First the job caches the dimension table with persist(MEMORY_AND_DISK). Storage memory fills with those blocks; because execution is idle at this point, storage is allowed to borrow well into the region. Queries against the cached dimension are fast — reads come straight from storage memory, no recomputation. So far storage owns most of the unified region and nothing is under pressure.
Now a heavy shuffle-join stage starts. Its hash-join build side and shuffle buffers demand execution memory, and the unified region is mostly occupied by cached blocks. Execution exercises its privilege: it reclaims space from storage, evicting cached dimension blocks down toward the protected storage floor. The blocks were persisted MEMORY_AND_DISK, so evicted ones spill to local disk rather than vanishing — later reads pay a disk hit instead of a full recompute. The join's hash table grows; when it exceeds the execution memory it can hold even after eviction, the operator spills sorted/partitioned runs to disk and merges them back. The stage completes correctly, the Spark UI shows tens of gigabytes of spill and elevated GC time, and the job is slower than it would be with more memory or smaller partitions — but it does not crash. This is the system working as designed: degrade, don't die.
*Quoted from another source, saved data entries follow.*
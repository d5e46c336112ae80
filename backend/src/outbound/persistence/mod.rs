//! Persistence adapters: Diesel-backed PostgreSQL stores plus an in-memory
//! store for database-less runs and tests.

mod diesel_book_store;
mod diesel_movie_store;
mod diesel_painting_store;
mod memory;
mod models;
mod pool;
mod schema;

pub use diesel_book_store::DieselBookStore;
pub use diesel_movie_store::DieselMovieStore;
pub use diesel_painting_store::DieselPaintingStore;
pub use memory::MemoryRecordStore;
pub use pool::{DbPool, PoolConfig, PoolError};

use tracing::debug;

use crate::domain::ports::StoreError;

/// Map pool checkout failures to the port's connection error.
fn map_pool_error(error: PoolError) -> StoreError {
    let message = match error {
        PoolError::Checkout { message } | PoolError::Build { message } => message,
    };
    StoreError::connection(message)
}

/// Map common Diesel error variants onto the port error. Detail goes to the
/// log; callers see a stable category.
fn map_diesel_error(error: diesel::result::Error) -> StoreError {
    use diesel::result::{DatabaseErrorKind, Error as DieselError};

    match &error {
        DieselError::DatabaseError(kind, info) => {
            debug!(?kind, message = info.message(), "diesel operation failed");
        }
        other => debug!(error = %other, "diesel operation failed"),
    }

    match error {
        DieselError::DatabaseError(DatabaseErrorKind::ClosedConnection, _) => {
            StoreError::connection("database connection error")
        }
        _ => StoreError::query("database error"),
    }
}
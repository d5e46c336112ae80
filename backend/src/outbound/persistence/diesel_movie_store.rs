//! PostgreSQL-backed record store for movies.

use async_trait::async_trait;
use diesel::prelude::*;
use diesel_async::RunQueryDsl;

use crate::domain::Movie;
use crate::domain::ports::{RecordStore, StoreError};

use super::models::MovieRow;
use super::pool::DbPool;
use super::schema::movies;
use super::{map_diesel_error, map_pool_error};

/// Diesel-backed implementation of the movie record store.
#[derive(Clone)]
pub struct DieselMovieStore {
    pool: DbPool,
}

impl DieselMovieStore {
    /// Create a new store over the given connection pool.
    pub fn new(pool: DbPool) -> Self {
        Self { pool }
    }
}

#[async_trait]
impl RecordStore<Movie> for DieselMovieStore {
    async fn list(&self) -> Result<Vec<Movie>, StoreError> {
        let mut conn = self.pool.get().await.map_err(map_pool_error)?;
        let rows: Vec<MovieRow> = movies::table
            .load(&mut conn)
            .await
            .map_err(map_diesel_error)?;
        Ok(rows.into_iter().map(Movie::from).collect())
    }

    async fn get_by_key(&self, key: &String) -> Result<Option<Movie>, StoreError> {
        let mut conn = self.pool.get().await.map_err(map_pool_error)?;
        let row: Option<MovieRow> = movies::table
            .find(key)
            .first(&mut conn)
            .await
            .optional()
            .map_err(map_diesel_error)?;
        Ok(row.map(Movie::from))
    }

    // Saves under an existing caller-assigned id overwrite (store-defined).
    async fn save(&self, record: Movie) -> Result<Movie, StoreError> {
        let mut conn = self.pool.get().await.map_err(map_pool_error)?;
        let row = MovieRow::from(record);
        let stored: MovieRow = diesel::insert_into(movies::table)
            .values(row.clone())
            .on_conflict(movies::id)
            .do_update()
            .set(row)
            .get_result(&mut conn)
            .await
            .map_err(map_diesel_error)?;
        Ok(stored.into())
    }

    async fn delete(&self, record: &Movie) -> Result<(), StoreError> {
        let mut conn = self.pool.get().await.map_err(map_pool_error)?;
        diesel::delete(movies::table.find(&record.id))
            .execute(&mut conn)
            .await
            .map_err(map_diesel_error)?;
        Ok(())
    }
}
//! Domain-level error taxonomy.
//!
//! These errors are transport agnostic. The HTTP adapter maps them to status
//! codes and response bodies; nothing here knows about actix or JSON.

use crate::domain::auth::Role;

/// Failure categories surfaced by the resource services.
///
/// `NotFound` and `Forbidden` are per-request outcomes detected at the
/// service boundary. `Unavailable` and `Internal` wrap store or wiring
/// failures; neither is retried anywhere.
#[derive(Debug, Clone, PartialEq, Eq, thiserror::Error)]
pub enum Error {
    /// No record with the given key exists for the entity type.
    #[error("{entity} with id {key} not found")]
    NotFound {
        /// Entity type name as shown to callers, e.g. `Book`.
        entity: &'static str,
        /// The key rendered exactly as the caller supplied it.
        key: String,
    },

    /// The caller's role set does not satisfy the operation's precondition.
    #[error("caller lacks the {role} role")]
    Forbidden {
        /// The role the operation requires.
        role: Role,
    },

    /// Login failed; only the session layer raises this.
    #[error("{message}")]
    Unauthorized { message: String },

    /// The record store could not be reached.
    #[error("{message}")]
    Unavailable { message: String },

    /// Unexpected failure inside the store or the wiring.
    #[error("{message}")]
    Internal { message: String },
}

impl Error {
    /// A lookup miss for `entity` under `key`.
    pub fn not_found(entity: &'static str, key: impl ToString) -> Self {
        Self::NotFound {
            entity,
            key: key.to_string(),
        }
    }

    /// The caller is missing `role`.
    pub fn forbidden(role: Role) -> Self {
        Self::Forbidden { role }
    }

    /// Convenience constructor for [`Error::Unauthorized`].
    pub fn unauthorized(message: impl Into<String>) -> Self {
        Self::Unauthorized {
            message: message.into(),
        }
    }

    /// Convenience constructor for [`Error::Unavailable`].
    pub fn unavailable(message: impl Into<String>) -> Self {
        Self::Unavailable {
            message: message.into(),
        }
    }

    /// Convenience constructor for [`Error::Internal`].
    pub fn internal(message: impl Into<String>) -> Self {
        Self::Internal {
            message: message.into(),
        }
    }
}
The stress case is skew plus unmanaged memory, the two things spill can't save. One join key is enormously hot, so a single partition is ten times the size of the others; its hash table is too large to spill effectively (the spilled runs for that one key still overwhelm the operator), and that task OOMs while every other task finishes fine — the classic 'one straggler killed the stage' signature that points at skew, not total memory. Separately, a UDF in the pipeline builds a big lookup map per partition in user memory; Spark neither tracks nor spills it, so on a partition with many distinct keys the executor OOMs with the unified region half empty. Both crashes look like 'not enough memory,' but the fix for the first is salting or AQE skew handling and smaller partitions, and the fix for the second is rewriting the UDF or enlarging user memory — and only the region-by-region map tells you which. Bumping spark.executor.memory blindly might paper over one and do nothing for the other.